- Born: August 19, 1959 (age 66) Gujarat, India
- Occupations: Neurologist Medical academic Writer
- Known for: Medical writings Writings on Jainism
- Awards: Padma Shri

= Sudhir V. Shah =

Indian neurologist

Sudhir V. Shah is an Indian neurologist, professor and the head of the department of neurology at Smt. NHL Municipal Medical College, Ahmedabad. Holder of an MD in general medicine and a DM in neurology, he is associated with the Neurological Society of India, Indian Academy of Neurology and Association of Physicians of India as a member.
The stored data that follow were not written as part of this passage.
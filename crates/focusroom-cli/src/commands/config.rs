use clap::Subcommand;
use focusroom_core::Config;

#[derive(Subcommand)]
pub enum ConfigAction {
    /// Get a config value
    Get {
        /// Config key (e.g. "default_technique", "techniques.52_17.work")
        key: String,
    },
    /// Set a config value
    Set {
        /// Config key
        key: String,
        /// New value
        value: String,
    },
    /// List all config values
    List,
    /// Print the config file location
    Path,
    /// Reset config to defaults
    Reset,
}

pub fn run(action: ConfigAction) -> Result<(), Box<dyn std::error::Error>> {
    match action {
        ConfigAction::Get { key } => {
            let config = Config::load()?;
            match config.get(&key) {
                Some(value) => println!("{value}"),
                None => return Err(format!("unknown key: {key}").into()),
            }
        }
        ConfigAction::Set { key, value } => {
            let mut config = Config::load()?;
            config.set(&key, &value)?;
            println!("ok");
        }
        ConfigAction::List => {
            let config = Config::load()?;
            let json = serde_json::to_string_pretty(&config)?;
            println!("{json}");
        }
        ConfigAction::Path => {
            println!("{}", Config::path()?.display());
        }
        ConfigAction::Reset => {
            let config = Config::default();
            config.save()?;
            println!("config reset to defaults");
        }
    }
    Ok(())
}
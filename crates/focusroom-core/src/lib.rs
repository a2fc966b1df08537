//! # Focusroom Core Library
//!
//! This library provides the core logic for the Focusroom focus timer: a
//! countdown that moves between work and break sessions according to the
//! selected technique, plus simple productivity counters.
//!
//! ## Architecture
//!
//! - **Technique Catalog**: validated minutes per technique and session type
//! - **Timer Engine**: a synchronous state machine; the caller invokes
//!   `tick()` once per second and issues commands
//! - **Driver**: a tokio task that supplies the ticks and publishes events
//! - **Storage**: TOML-based configuration
//!
//! ## Key Components
//!
//! - [`TimerEngine`]: Core timer state machine
//! - [`TimerController`]: Async 1 Hz driver with event broadcast
//! - [`Catalog`]: Technique duration table
//! - [`Config`]: Application configuration management
//! - [`Notifier`]: Trait for completion notification collaborators

pub mod driver;
pub mod error;
pub mod events;
pub mod notify;
pub mod storage;
pub mod timer;

pub use driver::{TimerController, TICK_INTERVAL};
pub use error::{ConfigError, CoreError, NotifyError, TransitionError};
pub use events::{Event, SessionCompleted};
pub use notify::{ConsoleNotifier, NotificationDispatcher, Notifier};
pub use storage::Config;
pub use timer::{Catalog, Durations, SessionType, Technique, TimerEngine, TimerState};
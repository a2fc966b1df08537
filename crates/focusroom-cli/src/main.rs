use clap::{Parser, Subcommand};
use tracing_subscriber::EnvFilter;

mod commands;

#[derive(Parser)]
#[command(name = "focusroom-cli", version, about = "Focusroom CLI")]
struct Cli {
    /// Log timer transitions to stderr
    #[arg(short, long, global = true)]
    verbose: bool,

    #[command(subcommand)]
    command: Commands,
}

#[derive(Subcommand)]
enum Commands {
    /// Run an interactive timer session
    Run(commands::run::RunArgs),
    /// List techniques and their durations
    Techniques {
        /// Print as JSON
        #[arg(long)]
        json: bool,
    },
    /// Configuration management
    Config {
        #[command(subcommand)]
        action: commands::config::ConfigAction,
    },
}

fn setup_logging(verbose: bool) {
    let level = if verbose {
        tracing::Level::DEBUG
    } else {
        tracing::Level::WARN
    };

    tracing_subscriber::fmt()
        .with_writer(std::io::stderr)
        .with_env_filter(EnvFilter::from_default_env().add_directive(level.into()))
        .init();
}

fn main() {
    let cli = Cli::parse();
    setup_logging(cli.verbose);

    let result = match cli.command {
        Commands::Run(args) => commands::run::run(args),
        Commands::Techniques { json } => commands::techniques::run(json),
        Commands::Config { action } => commands::config::run(action),
    };

    if let Err(e) = result {
        eprintln!("error: {e}");
        std::process::exit(1);
    }
}
//! Completion notifications.
//!
//! Notifiers are collaborators outside the state machine. A failing notifier
//! is logged and skipped; it never blocks or rolls back a completion.

use std::io::Write;
use std::sync::Mutex;

use tracing::warn;

use crate::error::NotifyError;
use crate::events::SessionCompleted;
use crate::storage::NotificationsConfig;
use crate::timer::{next_session_type, SessionType};

/// Receives one call per completed session.
pub trait Notifier: Send + Sync {
    fn name(&self) -> &str;

    fn notify(&self, completed: &SessionCompleted) -> Result<(), NotifyError>;
}

/// Fans a completion out to every registered notifier.
#[derive(Default)]
pub struct NotificationDispatcher {
    notifiers: Vec<Box<dyn Notifier>>,
}

impl NotificationDispatcher {
    pub fn new() -> Self {
        Self::default()
    }

    pub fn register(&mut self, notifier: Box<dyn Notifier>) {
        self.notifiers.push(notifier);
    }

    pub fn len(&self) -> usize {
        self.notifiers.len()
    }

    pub fn is_empty(&self) -> bool {
        self.notifiers.is_empty()
    }

    /// Deliver to all notifiers. Returns how many succeeded.
    pub fn dispatch(&self, completed: &SessionCompleted) -> usize {
        let mut delivered = 0;
        for notifier in &self.notifiers {
            match notifier.notify(completed) {
                Ok(()) => delivered += 1,
                Err(e) => warn!(notifier = notifier.name(), error = %e, "notification failed"),
            }
        }
        delivered
    }
}

/// Toast text for a completion, e.g. "Focus Time finished. Time for Short Break!".
///
/// The upcoming session is a best guess: under flow the user may still
/// choose to keep working.
pub fn completion_message(completed: &SessionCompleted) -> String {
    let next = upcoming_after(completed);
    format!(
        "{} finished. Time for {}!",
        completed.session_type.label(),
        next.label()
    )
}

fn upcoming_after(completed: &SessionCompleted) -> SessionType {
    // total_sessions already includes this completion.
    next_session_type(
        completed.session_type,
        completed.total_sessions.saturating_sub(1),
    )
}

/// Writes completion messages to a terminal-like sink.
pub struct ConsoleNotifier<W: Write + Send> {
    out: Mutex<W>,
    bell: bool,
}

impl ConsoleNotifier<std::io::Stderr> {
    pub fn stderr(config: &NotificationsConfig) -> Self {
        Self::new(std::io::stderr(), config.sound)
    }
}

impl<W: Write + Send> ConsoleNotifier<W> {
    pub fn new(out: W, bell: bool) -> Self {
        Self {
            out: Mutex::new(out),
            bell,
        }
    }

    pub fn into_inner(self) -> W {
        self.out.into_inner().unwrap_or_else(|poisoned| poisoned.into_inner())
    }
}

impl<W: Write + Send> Notifier for ConsoleNotifier<W> {
    fn name(&self) -> &str {
        "console"
    }

    fn notify(&self, completed: &SessionCompleted) -> Result<(), NotifyError> {
        let mut out = self.out.lock().map_err(|_| NotifyError::Failed {
            notifier: self.name().to_string(),
            message: "output lock poisoned".into(),
        })?;
        if self.bell {
            write!(out, "\x07")?;
        }
        writeln!(out, "Session Complete! {}", completion_message(completed))?;
        out.flush()?;
        Ok(())
    }
}

/// Build the dispatcher the configuration asks for.
pub fn dispatcher_from_config(config: &NotificationsConfig) -> NotificationDispatcher {
    let mut dispatcher = NotificationDispatcher::new();
    if config.enabled {
        dispatcher.register(Box::new(ConsoleNotifier::stderr(config)));
    }
    dispatcher
}
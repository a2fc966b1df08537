pub mod config;
pub mod run;
pub mod techniques;
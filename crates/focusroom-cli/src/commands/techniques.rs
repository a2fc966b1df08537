use focusroom_core::{Config, SessionType};
use serde::Serialize;

#[derive(Serialize)]
struct TechniqueRow {
    technique: String,
    work: u32,
    short_break: u32,
    long_break: u32,
    skips_breaks: bool,
}

pub fn run(json: bool) -> Result<(), Box<dyn std::error::Error>> {
    let config = Config::load()?;
    let catalog = config.catalog()?;

    let rows: Vec<TechniqueRow> = catalog
        .iter()
        .map(|(technique, durations)| TechniqueRow {
            technique: technique.to_string(),
            work: durations.minutes(SessionType::Work),
            short_break: durations.minutes(SessionType::ShortBreak),
            long_break: durations.minutes(SessionType::LongBreak),
            skips_breaks: technique.offers_break_skip(),
        })
        .collect();

    if json {
        println!("{}", serde_json::to_string_pretty(&rows)?);
        return Ok(());
    }

    println!("{:<10} {:>6} {:>6} {:>6}", "TECHNIQUE", "WORK", "SHORT", "LONG");
    for row in &rows {
        let marker = if row.skips_breaks { "  (can skip breaks)" } else { "" };
        println!(
            "{:<10} {:>6} {:>6} {:>6}{}",
            row.technique, row.work, row.short_break, row.long_break, marker
        );
    }
    Ok(())
}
He is known for his research on brain cells and books on neurology and Jainism which have reportedly been sold over 50,000 copies, the earnings of which have been donated to charities. He is a former chairman of the National Jain Doctor’s Federation as well as a director of neurosciences at Sterling Hospitals and has served as the honorary neurologist to the Governor of Gujarat. He has written several articles on neurology and spirituality which include Journey to Happiness and Peace, The Art and Science of Meditation, Diseases of The Brain and Nervous System, and Jainism: A Super Science and is a co-author of Meditation Must, a book detailing the medical aspects of meditation. The Government of India awarded him the fourth highest civilian honour of the Padma Shri, in 2016, for his contributions to medical science.